Based on the random combination module for MD5 of digital signature file integrity test method, will need to do all of the module file integrity protection into several groups can be repeated, and each group of module combined for MD5 value after orderly.本回答被网友采纳
第3个回答 2010-05-06
我是人工翻译的哦:
Rampant malicious programs on the computer today, there is no security software installed on networked computers has been difficult to run properly. Rootkit is able to durable and reliable, can not be detected to exist in a set of computer programs or code, is a malicious software to hide their tracks and keep your computer up access (root access) tool. Rootkit serious harm performance in the target computer, the highest it has access to the target computer can be arbitrary manipulation. Evolving technology can even break Rootkit Rootkit detection software, and Rootkit detection software by modifying the implementation of logic makes Rootkit detection software failure.
This paper designed a Rootkit detection subsystem and the self-test subsystem independent Rootkit detection system.
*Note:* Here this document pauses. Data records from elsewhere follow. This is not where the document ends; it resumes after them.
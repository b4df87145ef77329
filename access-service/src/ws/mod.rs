mod handler;

pub use handler::{client_channel, device_channel};
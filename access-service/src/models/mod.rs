mod access_pin;
mod action;
mod device;
mod log;
mod nfc_card;
mod token;
mod user;

pub use access_pin::AccessPin;
pub use action::DeviceAction;
pub use device::Device;
pub use log::{AccessLog, AccessType, NewLog};
pub use nfc_card::NfcCard;
pub use token::SessionToken;
pub use user::{SanitizedUser, User};
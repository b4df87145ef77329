//! End-to-end credential validation: PIN and NFC flows, UID normalization,
//! the global kill switch, and the append-only audit trail.

mod common;

use access_service::PRIMARY_DEVICE_ID;
use common::{assert_no_frame, next_frame, TestApp};

async fn seed_pin(app: &TestApp, user_id: i64, pin: &str) {
    app.state
        .db
        .create_access_pin(user_id, pin, true)
        .await
        .expect("Failed to seed PIN");
}

async fn seed_card(app: &TestApp, user_id: i64, uid: &str) {
    app.state
        .db
        .create_nfc_card(uid, user_id, "Main card", true)
        .await
        .expect("Failed to seed card");
}

#[tokio::test]
async fn valid_pin_grants_access_logs_and_notifies_device() {
    let app = TestApp::spawn().await;
    let user_id = app.seed_user("Ana", "ana", "Sup3rSecret").await;
    app.seed_device(PRIMARY_DEVICE_ID, "entrance", true).await;
    seed_pin(&app, user_id, "123456").await;
    let mut rx = app.register_device_handle(PRIMARY_DEVICE_ID);

    let logs_before = app.log_count().await;

    let response = app
        .client
        .post(format!("{}/access-pins/validate", app.address))
        .json(&serde_json::json!({ "pin_code": "123456" }))
        .send()
        .await
        .unwrap();
    assert_eq!(response.status(), 200);

    let body: serde_json::Value = response.json().await.unwrap();
    assert_eq!(body["valid"], true);
    assert_eq!(body["user"]["name"], "Ana");

    // Exactly one new audit entry, tagged as a PIN event.
    assert_eq!(app.log_count().await, logs_before + 1);
    let access_type: String =
        sqlx::query_scalar("SELECT access_type FROM logs ORDER BY id DESC LIMIT 1")
            .fetch_one(app.state.db.pool())
            .await
            .unwrap();
    assert_eq!(access_type, "pin");

    // Device channel received the access notification.
    let frame = next_frame(&mut rx).await;
    let msg: serde_json::Value = serde_json::from_str(&frame).unwrap();
    assert_eq!(msg["type"], "pin_access");
    assert_eq!(msg["valid"], true);
    assert_eq!(msg["user_name"], "Ana");
}

#[tokio::test]
async fn wrong_pin_is_rejected_without_side_effects() {
    let app = TestApp::spawn().await;
    let user_id = app.seed_user("Ana", "ana", "Sup3rSecret").await;
    app.seed_device(PRIMARY_DEVICE_ID, "entrance", true).await;
    seed_pin(&app, user_id, "123456").await;
    let mut rx = app.register_device_handle(PRIMARY_DEVICE_ID);

    let logs_before = app.log_count().await;

    let response = app
        .client
        .post(format!("{}/access-pins/validate", app.address))
        .json(&serde_json::json!({ "pin_code": "654321" }))
        .send()
        .await
        .unwrap();
    // A rejected credential is a normal outcome, not an HTTP error.
    assert_eq!(response.status(), 200);

    let body: serde_json::Value = response.json().await.unwrap();
    assert_eq!(body["valid"], false);

    assert_eq!(app.log_count().await, logs_before);
    assert_no_frame(&mut rx).await;
}

#[tokio::test]
async fn uid_normalization_resolves_all_equivalent_forms() {
    let app = TestApp::spawn().await;
    let user_id = app.seed_user("Ana", "ana", "Sup3rSecret").await;
    app.seed_device(PRIMARY_DEVICE_ID, "entrance", true).await;
    seed_card(&app, user_id, "AA 11 BB 22").await;

    for input in ["AA11BB22", "AA 11 BB 22", "aa11bb22"] {
        let response = app
            .client
            .post(format!("{}/nfc-cards/validate", app.address))
            .json(&serde_json::json!({ "card_uid": input }))
            .send()
            .await
            .unwrap();
        let body: serde_json::Value = response.json().await.unwrap();
        assert_eq!(body["valid"], true, "input {input:?} should validate");
        assert_eq!(body["card"]["card_uid"], "AA 11 BB 22");
    }
}

#[tokio::test]
async fn unknown_uid_is_rejected() {
    let app = TestApp::spawn().await;
    app.seed_device(PRIMARY_DEVICE_ID, "entrance", true).await;

    let response = app
        .client
        .post(format!("{}/nfc-cards/validate", app.address))
        .json(&serde_json::json!({ "card_uid": "DE AD BE EF" }))
        .send()
        .await
        .unwrap();
    let body: serde_json::Value = response.json().await.unwrap();
    assert_eq!(body["valid"], false);
    assert_eq!(body["message"], "Card not recognized or disabled");
}

#[tokio::test]
async fn disabled_card_never_validates() {
    let app = TestApp::spawn().await;
    let user_id = app.seed_user("Ana", "ana", "Sup3rSecret").await;
    app.seed_device(PRIMARY_DEVICE_ID, "entrance", true).await;
    let card = app
        .state
        .db
        .create_nfc_card("AA 11 BB 22", user_id, "Main card", false)
        .await
        .unwrap();
    assert!(!card.status);

    let response = app
        .client
        .post(format!("{}/nfc-cards/validate", app.address))
        .json(&serde_json::json!({ "card_uid": "AA11BB22" }))
        .send()
        .await
        .unwrap();
    let body: serde_json::Value = response.json().await.unwrap();
    assert_eq!(body["valid"], false);
}

#[tokio::test]
async fn disabled_user_is_rejected_even_with_valid_card() {
    let app = TestApp::spawn().await;
    let user_id = app.seed_user("Ana", "ana", "Sup3rSecret").await;
    app.seed_device(PRIMARY_DEVICE_ID, "entrance", true).await;
    seed_card(&app, user_id, "AA 11 BB 22").await;
    app.state
        .db
        .update_user(user_id, None, None, None, Some(false))
        .await
        .unwrap();

    let response = app
        .client
        .post(format!("{}/nfc-cards/validate", app.address))
        .json(&serde_json::json!({ "card_uid": "AA11BB22" }))
        .send()
        .await
        .unwrap();
    let body: serde_json::Value = response.json().await.unwrap();
    assert_eq!(body["valid"], false);
    assert_eq!(body["message"], "User disabled");
}

#[tokio::test]
async fn kill_switch_blocks_both_flows() {
    let app = TestApp::spawn().await;
    let user_id = app.seed_user("Ana", "ana", "Sup3rSecret").await;
    // Primary device with the reader switched off.
    app.seed_device(PRIMARY_DEVICE_ID, "entrance", false).await;
    seed_card(&app, user_id, "AA 11 BB 22").await;
    seed_pin(&app, user_id, "123456").await;

    let logs_before = app.log_count().await;

    let response = app
        .client
        .post(format!("{}/nfc-cards/validate", app.address))
        .json(&serde_json::json!({ "card_uid": "AA11BB22" }))
        .send()
        .await
        .unwrap();
    let body: serde_json::Value = response.json().await.unwrap();
    assert_eq!(body["valid"], false);
    assert_eq!(body["message"], "NFC reader disabled - system out of service");

    let response = app
        .client
        .post(format!("{}/access-pins/validate", app.address))
        .json(&serde_json::json!({ "pin_code": "123456" }))
        .send()
        .await
        .unwrap();
    let body: serde_json::Value = response.json().await.unwrap();
    assert_eq!(body["valid"], false);
    assert_eq!(body["message"], "System disabled - emergency mode");

    // Rejections leave no trace in the audit trail.
    assert_eq!(app.log_count().await, logs_before);
}

#[tokio::test]
async fn verify_pin_checks_only_the_callers_pin() {
    let app = TestApp::spawn().await;
    let ana = app.seed_user("Ana", "ana", "Sup3rSecret").await;
    let bob = app.seed_user("Bob", "bob", "Sup3rSecret").await;
    app.seed_device(PRIMARY_DEVICE_ID, "entrance", true).await;
    seed_pin(&app, ana, "123456").await;
    seed_pin(&app, bob, "999999").await;

    let token = app.login("ana", "Sup3rSecret").await;

    // Own PIN verifies.
    let response = app
        .client
        .post(format!("{}/access-pins/verify", app.address))
        .bearer_auth(&token)
        .json(&serde_json::json!({ "pin_code": "123456" }))
        .send()
        .await
        .unwrap();
    assert_eq!(response.status(), 200);

    // Another user's valid PIN does not.
    let response = app
        .client
        .post(format!("{}/access-pins/verify", app.address))
        .bearer_auth(&token)
        .json(&serde_json::json!({ "pin_code": "999999" }))
        .send()
        .await
        .unwrap();
    assert_eq!(response.status(), 400);
}

#[tokio::test]
async fn second_active_pin_for_same_user_is_refused() {
    let app = TestApp::spawn().await;
    let user_id = app.seed_user("Ana", "ana", "Sup3rSecret").await;
    app.seed_device(PRIMARY_DEVICE_ID, "entrance", true).await;
    seed_pin(&app, user_id, "123456").await;

    let token = app.login("ana", "Sup3rSecret").await;

    let response = app
        .client
        .post(format!("{}/access-pins", app.address))
        .bearer_auth(&token)
        .json(&serde_json::json!({ "id_user": user_id, "pin_code": "222222" }))
        .send()
        .await
        .unwrap();
    assert_eq!(response.status(), 400);
}
//! In-memory registry of live device and dashboard channels.
//!
//! Owns the only shared mutable state in the service: a per-device map with
//! at most one live handle per device identity, and an unordered set of
//! anonymous dashboard channels. All mutation goes through the operations
//! here; delivery failures are logged and swallowed, never surfaced to HTTP
//! callers.

use std::collections::HashMap;
use std::sync::atomic::{AtomicU64, Ordering};
use std::sync::{Mutex, MutexGuard};

use tokio::sync::mpsc;

use crate::services::messages::OutboundMessage;
use crate::services::metrics;

pub type DeviceId = i64;

static NEXT_HANDLE_ID: AtomicU64 = AtomicU64::new(1);

/// Frame queued on a channel handle. The socket task drains these into the
/// websocket sink; `Close` tells it to shut the connection down.
#[derive(Debug, Clone, PartialEq, Eq)]
pub enum OutboundFrame {
    Message(String),
    Close,
}

/// Live handle to one open channel. The registry is the only writer once a
/// handle is registered; the socket task owns the receiving end.
#[derive(Debug, Clone)]
pub struct ChannelHandle {
    id: u64,
    tx: mpsc::UnboundedSender<OutboundFrame>,
}

impl ChannelHandle {
    pub fn new() -> (Self, mpsc::UnboundedReceiver<OutboundFrame>) {
        let (tx, rx) = mpsc::unbounded_channel();
        let handle = ChannelHandle {
            id: NEXT_HANDLE_ID.fetch_add(1, Ordering::Relaxed),
            tx,
        };
        (handle, rx)
    }

    pub fn id(&self) -> u64 {
        self.id
    }

    fn send_text(&self, text: String) -> Result<(), ()> {
        self.tx.send(OutboundFrame::Message(text)).map_err(|_| ())
    }

    /// Ask the owning socket task to close the connection.
    pub fn close(&self) {
        let _ = self.tx.send(OutboundFrame::Close);
    }
}

#[derive(Default)]
struct RegistryState {
    devices: HashMap<DeviceId, ChannelHandle>,
    clients: Vec<ChannelHandle>,
}

/// Connection registry. Stored once in `AppState`, shared by reference.
#[derive(Default)]
pub struct ConnectionRegistry {
    state: Mutex<RegistryState>,
}

impl ConnectionRegistry {
    pub fn new() -> Self {
        Self::default()
    }

    // No await ever happens while this guard is held; sends below are
    // synchronous channel pushes, so each operation is a critical section.
    fn lock(&self) -> MutexGuard<'_, RegistryState> {
        self.state.lock().unwrap_or_else(|poisoned| poisoned.into_inner())
    }

    /// Register a channel. A device identity holds at most one live handle:
    /// a reconnect supersedes the previous handle, which is explicitly
    /// closed so its socket task shuts down instead of leaking.
    pub fn connect(&self, handle: ChannelHandle, device_id: Option<DeviceId>) {
        match device_id {
            Some(id) => {
                let handle_id = handle.id;
                let superseded = {
                    let mut state = self.lock();
                    state
                        .devices
                        .insert(id, handle)
                        .filter(|prev| prev.id != handle_id)
                };
                if let Some(old) = superseded {
                    tracing::debug!(
                        device_id = id,
                        old_handle = old.id,
                        new_handle = handle_id,
                        "Device reconnected, closing superseded channel"
                    );
                    old.close();
                }
                tracing::info!(
                    device_id = id,
                    devices = self.device_count(),
                    "Device channel connected"
                );
            }
            None => {
                self.lock().clients.push(handle);
                tracing::info!(clients = self.client_count(), "Dashboard channel connected");
            }
        }
        self.update_gauges();
    }

    /// Deregister a channel. Removal only happens when the stored handle is
    /// the caller's own, so a stale disconnect racing a reconnect never
    /// evicts the newer handle. No-op when already absent.
    pub fn disconnect(&self, handle: &ChannelHandle, device_id: Option<DeviceId>) {
        match device_id {
            Some(id) => {
                let removed = {
                    let mut state = self.lock();
                    match state.devices.get(&id) {
                        Some(current) if current.id == handle.id => {
                            state.devices.remove(&id);
                            true
                        }
                        _ => false,
                    }
                };
                if removed {
                    tracing::info!(
                        device_id = id,
                        devices = self.device_count(),
                        "Device channel disconnected"
                    );
                }
            }
            None => {
                let mut state = self.lock();
                let before = state.clients.len();
                state.clients.retain(|c| c.id != handle.id);
                let removed = state.clients.len() < before;
                drop(state);
                if removed {
                    tracing::info!(
                        clients = self.client_count(),
                        "Dashboard channel disconnected"
                    );
                }
            }
        }
        self.update_gauges();
    }

    /// Deliver a message to one device. Returns false when the device has no
    /// live handle (expected, not an error) or the send fails, in which case
    /// the stale mapping is evicted.
    pub fn send_to_device(&self, device_id: DeviceId, message: &OutboundMessage) -> bool {
        let Some(text) = self.encode(message) else {
            return false;
        };

        let handle = self.lock().devices.get(&device_id).cloned();
        let Some(handle) = handle else {
            tracing::debug!(device_id, "No active channel for device, message dropped");
            return false;
        };

        if handle.send_text(text).is_ok() {
            tracing::debug!(device_id, "Message delivered to device channel");
            return true;
        }

        // Evict only if the failed handle is still the registered one.
        let mut state = self.lock();
        if state.devices.get(&device_id).map(|h| h.id) == Some(handle.id) {
            state.devices.remove(&device_id);
        }
        drop(state);
        self.update_gauges();
        tracing::warn!(device_id, "Send to device failed, stale channel evicted");
        false
    }

    /// Best-effort fan-out to every dashboard channel; failed handles are
    /// removed after the sweep.
    pub fn broadcast(&self, message: &OutboundMessage) {
        let Some(text) = self.encode(message) else {
            return;
        };

        let targets = self.lock().clients.clone();
        let mut failed: Vec<u64> = Vec::new();
        for client in &targets {
            if client.send_text(text.clone()).is_err() {
                tracing::warn!(handle = client.id, "Broadcast send failed");
                failed.push(client.id);
            }
        }

        if !failed.is_empty() {
            self.lock().clients.retain(|c| !failed.contains(&c.id));
            self.update_gauges();
        }
    }

    /// Direct unicast to one handle, e.g. protocol replies on a device's own
    /// channel. Failure is logged and does not touch registry state; the
    /// socket task owns this handle's lifecycle.
    pub fn send_to_handle(&self, handle: &ChannelHandle, message: &OutboundMessage) {
        let Some(text) = self.encode(message) else {
            return;
        };
        if handle.send_text(text).is_err() {
            tracing::warn!(handle = handle.id, "Send to channel handle failed");
        }
    }

    pub fn device_count(&self) -> usize {
        self.lock().devices.len()
    }

    pub fn client_count(&self) -> usize {
        self.lock().clients.len()
    }

    fn encode(&self, message: &OutboundMessage) -> Option<String> {
        match serde_json::to_string(message) {
            Ok(text) => Some(text),
            Err(e) => {
                tracing::error!(error = %e, "Failed to encode outbound message");
                None
            }
        }
    }

    fn update_gauges(&self) {
        let (devices, clients) = {
            let state = self.lock();
            (state.devices.len() as i64, state.clients.len() as i64)
        };
        metrics::set_connection_gauges(devices, clients);
    }
}

#[cfg(test)]
mod tests {
    use super::*;
    use tokio::sync::mpsc::UnboundedReceiver;

    fn ping() -> OutboundMessage {
        OutboundMessage::PinAccess {
            valid: true,
            user_name: "Ana".to_string(),
            message: "Welcome Ana".to_string(),
        }
    }

    fn recv_message(rx: &mut UnboundedReceiver<OutboundFrame>) -> String {
        match rx.try_recv().expect("expected a frame") {
            OutboundFrame::Message(text) => text,
            OutboundFrame::Close => panic!("unexpected close frame"),
        }
    }

    #[tokio::test]
    async fn send_to_registered_device_delivers() {
        let registry = ConnectionRegistry::new();
        let (handle, mut rx) = ChannelHandle::new();
        registry.connect(handle, Some(1));

        assert!(registry.send_to_device(1, &ping()));
        let text = recv_message(&mut rx);
        assert!(text.contains("\"pin_access\""));
    }

    #[tokio::test]
    async fn send_to_unknown_device_is_not_delivered_and_has_no_side_effect() {
        let registry = ConnectionRegistry::new();
        assert!(!registry.send_to_device(42, &ping()));
        assert_eq!(registry.device_count(), 0);
    }

    #[tokio::test]
    async fn reconnect_supersedes_and_closes_old_handle() {
        let registry = ConnectionRegistry::new();
        let (h1, mut rx1) = ChannelHandle::new();
        let (h2, mut rx2) = ChannelHandle::new();
        registry.connect(h1, Some(1));
        registry.connect(h2, Some(1));

        assert_eq!(registry.device_count(), 1);

        // Old handle received an explicit close; new handle gets the traffic.
        assert_eq!(rx1.try_recv().unwrap(), OutboundFrame::Close);
        assert!(registry.send_to_device(1, &ping()));
        assert!(rx1.try_recv().is_err());
        recv_message(&mut rx2);
    }

    #[tokio::test]
    async fn stale_disconnect_is_a_noop() {
        let registry = ConnectionRegistry::new();
        let (h1, _rx1) = ChannelHandle::new();
        let (h2, mut rx2) = ChannelHandle::new();
        registry.connect(h1.clone(), Some(1));
        registry.connect(h2, Some(1));

        // h1 was superseded; its late disconnect must not evict h2.
        registry.disconnect(&h1, Some(1));
        assert_eq!(registry.device_count(), 1);
        assert!(registry.send_to_device(1, &ping()));
        recv_message(&mut rx2);
    }

    #[tokio::test]
    async fn disconnect_removes_own_handle() {
        let registry = ConnectionRegistry::new();
        let (h1, _rx) = ChannelHandle::new();
        registry.connect(h1.clone(), Some(1));
        registry.disconnect(&h1, Some(1));
        assert_eq!(registry.device_count(), 0);
        assert!(!registry.send_to_device(1, &ping()));
    }

    #[tokio::test]
    async fn failed_send_evicts_device_handle() {
        let registry = ConnectionRegistry::new();
        let (h1, rx) = ChannelHandle::new();
        registry.connect(h1, Some(1));
        drop(rx); // socket task gone

        assert!(!registry.send_to_device(1, &ping()));
        assert_eq!(registry.device_count(), 0);
    }

    #[tokio::test]
    async fn broadcast_reaches_all_clients_and_evicts_failures() {
        let registry = ConnectionRegistry::new();
        let (c1, mut rx1) = ChannelHandle::new();
        let (c2, rx2) = ChannelHandle::new();
        let (c3, mut rx3) = ChannelHandle::new();
        registry.connect(c1, None);
        registry.connect(c2, None);
        registry.connect(c3, None);
        drop(rx2);

        registry.broadcast(&ping());

        recv_message(&mut rx1);
        recv_message(&mut rx3);
        assert_eq!(registry.client_count(), 2);
    }

    #[tokio::test]
    async fn send_to_handle_does_not_mutate_registry() {
        let registry = ConnectionRegistry::new();
        let (h1, mut rx) = ChannelHandle::new();
        registry.connect(h1.clone(), Some(1));

        registry.send_to_handle(&h1, &ping());
        recv_message(&mut rx);

        // A failed unicast leaves the registration untouched.
        let (h2, rx2) = ChannelHandle::new();
        drop(rx2);
        registry.send_to_handle(&h2, &ping());
        assert_eq!(registry.device_count(), 1);
    }

    #[tokio::test]
    async fn client_disconnect_removes_only_that_handle() {
        let registry = ConnectionRegistry::new();
        let (c1, _rx1) = ChannelHandle::new();
        let (c2, _rx2) = ChannelHandle::new();
        registry.connect(c1.clone(), None);
        registry.connect(c2, None);

        registry.disconnect(&c1, None);
        assert_eq!(registry.client_count(), 1);

        // Disconnecting again is a no-op.
        registry.disconnect(&c1, None);
        assert_eq!(registry.client_count(), 1);
    }
}
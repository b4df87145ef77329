use tracing_subscriber::{layer::SubscriberExt, util::SubscriberInitExt};

/// Install the global tracing subscriber: `RUST_LOG` wins, otherwise the
/// configured level; structured json output with file/line context.
pub fn init_tracing(log_level: &str) {
    let env_filter = tracing_subscriber::EnvFilter::try_from_default_env()
        .unwrap_or_else(|_| tracing_subscriber::EnvFilter::new(log_level));

    tracing_subscriber::registry()
        .with(env_filter)
        .with(
            tracing_subscriber::fmt::layer()
                .with_file(true)
                .with_line_number(true)
                .json()
                .flatten_event(true),
        )
        .init();
}
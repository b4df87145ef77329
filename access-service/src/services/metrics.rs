use prometheus::{
    Encoder, HistogramVec, IntCounterVec, IntGauge, Opts, Registry, TextEncoder,
};
use std::sync::OnceLock;

// Global registry
pub static REGISTRY: OnceLock<Registry> = OnceLock::new();

// Metrics
pub static HTTP_REQUESTS_TOTAL: OnceLock<IntCounterVec> = OnceLock::new();
pub static HTTP_REQUEST_DURATION_SECONDS: OnceLock<HistogramVec> = OnceLock::new();
pub static DEVICE_CONNECTIONS: OnceLock<IntGauge> = OnceLock::new();
pub static CLIENT_CONNECTIONS: OnceLock<IntGauge> = OnceLock::new();

pub fn init_metrics() {
    let registry = Registry::new();

    let requests_total = match IntCounterVec::new(
        Opts::new("http_requests_total", "Total number of HTTP requests"),
        &["method", "path", "status"],
    ) {
        Ok(metric) => metric,
        Err(e) => {
            tracing::error!("Failed to create http_requests_total metric: {}", e);
            panic!("Failed to initialize metrics: {}", e);
        }
    };

    let request_duration = match HistogramVec::new(
        prometheus::HistogramOpts::new(
            "http_request_duration_seconds",
            "HTTP request duration in seconds",
        ),
        &["method", "path", "status"],
    ) {
        Ok(metric) => metric,
        Err(e) => {
            tracing::error!(
                "Failed to create http_request_duration_seconds metric: {}",
                e
            );
            panic!("Failed to initialize metrics: {}", e);
        }
    };

    let device_connections = match IntGauge::new(
        "device_connections",
        "Number of device channels currently registered",
    ) {
        Ok(metric) => metric,
        Err(e) => {
            tracing::error!("Failed to create device_connections metric: {}", e);
            panic!("Failed to initialize metrics: {}", e);
        }
    };

    let client_connections = match IntGauge::new(
        "client_connections",
        "Number of anonymous dashboard channels currently registered",
    ) {
        Ok(metric) => metric,
        Err(e) => {
            tracing::error!("Failed to create client_connections metric: {}", e);
            panic!("Failed to initialize metrics: {}", e);
        }
    };

    for collector in [
        Box::new(requests_total.clone()) as Box<dyn prometheus::core::Collector>,
        Box::new(request_duration.clone()),
        Box::new(device_connections.clone()),
        Box::new(client_connections.clone()),
    ] {
        if let Err(e) = registry.register(collector) {
            tracing::error!("Failed to register metrics collector: {}", e);
            panic!("Failed to initialize metrics: {}", e);
        }
    }

    // Initialize globals
    let _ = REGISTRY.set(registry);
    let _ = HTTP_REQUESTS_TOTAL.set(requests_total);
    let _ = HTTP_REQUEST_DURATION_SECONDS.set(request_duration);
    let _ = DEVICE_CONNECTIONS.set(device_connections);
    let _ = CLIENT_CONNECTIONS.set(client_connections);
}

pub fn observe_request(method: &str, path: &str, status: &str, duration_seconds: f64) {
    if let Some(counter) = HTTP_REQUESTS_TOTAL.get() {
        counter.with_label_values(&[method, path, status]).inc();
    }
    if let Some(histogram) = HTTP_REQUEST_DURATION_SECONDS.get() {
        histogram
            .with_label_values(&[method, path, status])
            .observe(duration_seconds);
    }
}

/// Registry size gauges; no-op until `init_metrics` has run (unit tests).
pub fn set_connection_gauges(devices: i64, clients: i64) {
    if let Some(gauge) = DEVICE_CONNECTIONS.get() {
        gauge.set(devices);
    }
    if let Some(gauge) = CLIENT_CONNECTIONS.get() {
        gauge.set(clients);
    }
}

pub fn get_metrics() -> String {
    let mut buffer = Vec::new();
    let encoder = TextEncoder::new();

    let registry = match REGISTRY.get() {
        Some(r) => r,
        None => {
            tracing::error!("Metrics registry not initialized");
            return "# Metrics registry not initialized\n".to_string();
        }
    };

    let metric_families = registry.gather();

    if let Err(e) = encoder.encode(&metric_families, &mut buffer) {
        tracing::error!("Failed to encode metrics: {}", e);
        return format!("# Failed to encode metrics: {}\n", e);
    }

    match String::from_utf8(buffer) {
        Ok(metrics) => metrics,
        Err(e) => {
            tracing::error!("Metrics output is not valid UTF-8: {}", e);
            format!("# Metrics output is not valid UTF-8: {}\n", e)
        }
    }
}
Self-test subsystem found by searching in the system Rootkit detection subsystem, the first start the certification process, only self-test subsystem through a Rootkit detection subsystem certification, Rootkit detection sub-system self-test subsystem, it only accepted test and to create a self-test environment for the self-test subsystem; if the self-test did not pass the certification, indicating Rootkit detection subsystem has been destroyed and forced to self-test and recovery. Rootkit detection subsystem of the self-test subsystem authentication using RSA algorithm, communications, both sides have their own public key and private key, the authentication when communication both with each other's public key encrypted message sent to each other and with their own private key to decrypt the received information, and then send the information and its own comparison.
Random combination of demand-based module MD5 digital signature file integrity detection method, the file needs to be done to protect the integrity of all the modules can be divided into several groups duplicate, and each of the modules to seek MD5 value after the merger.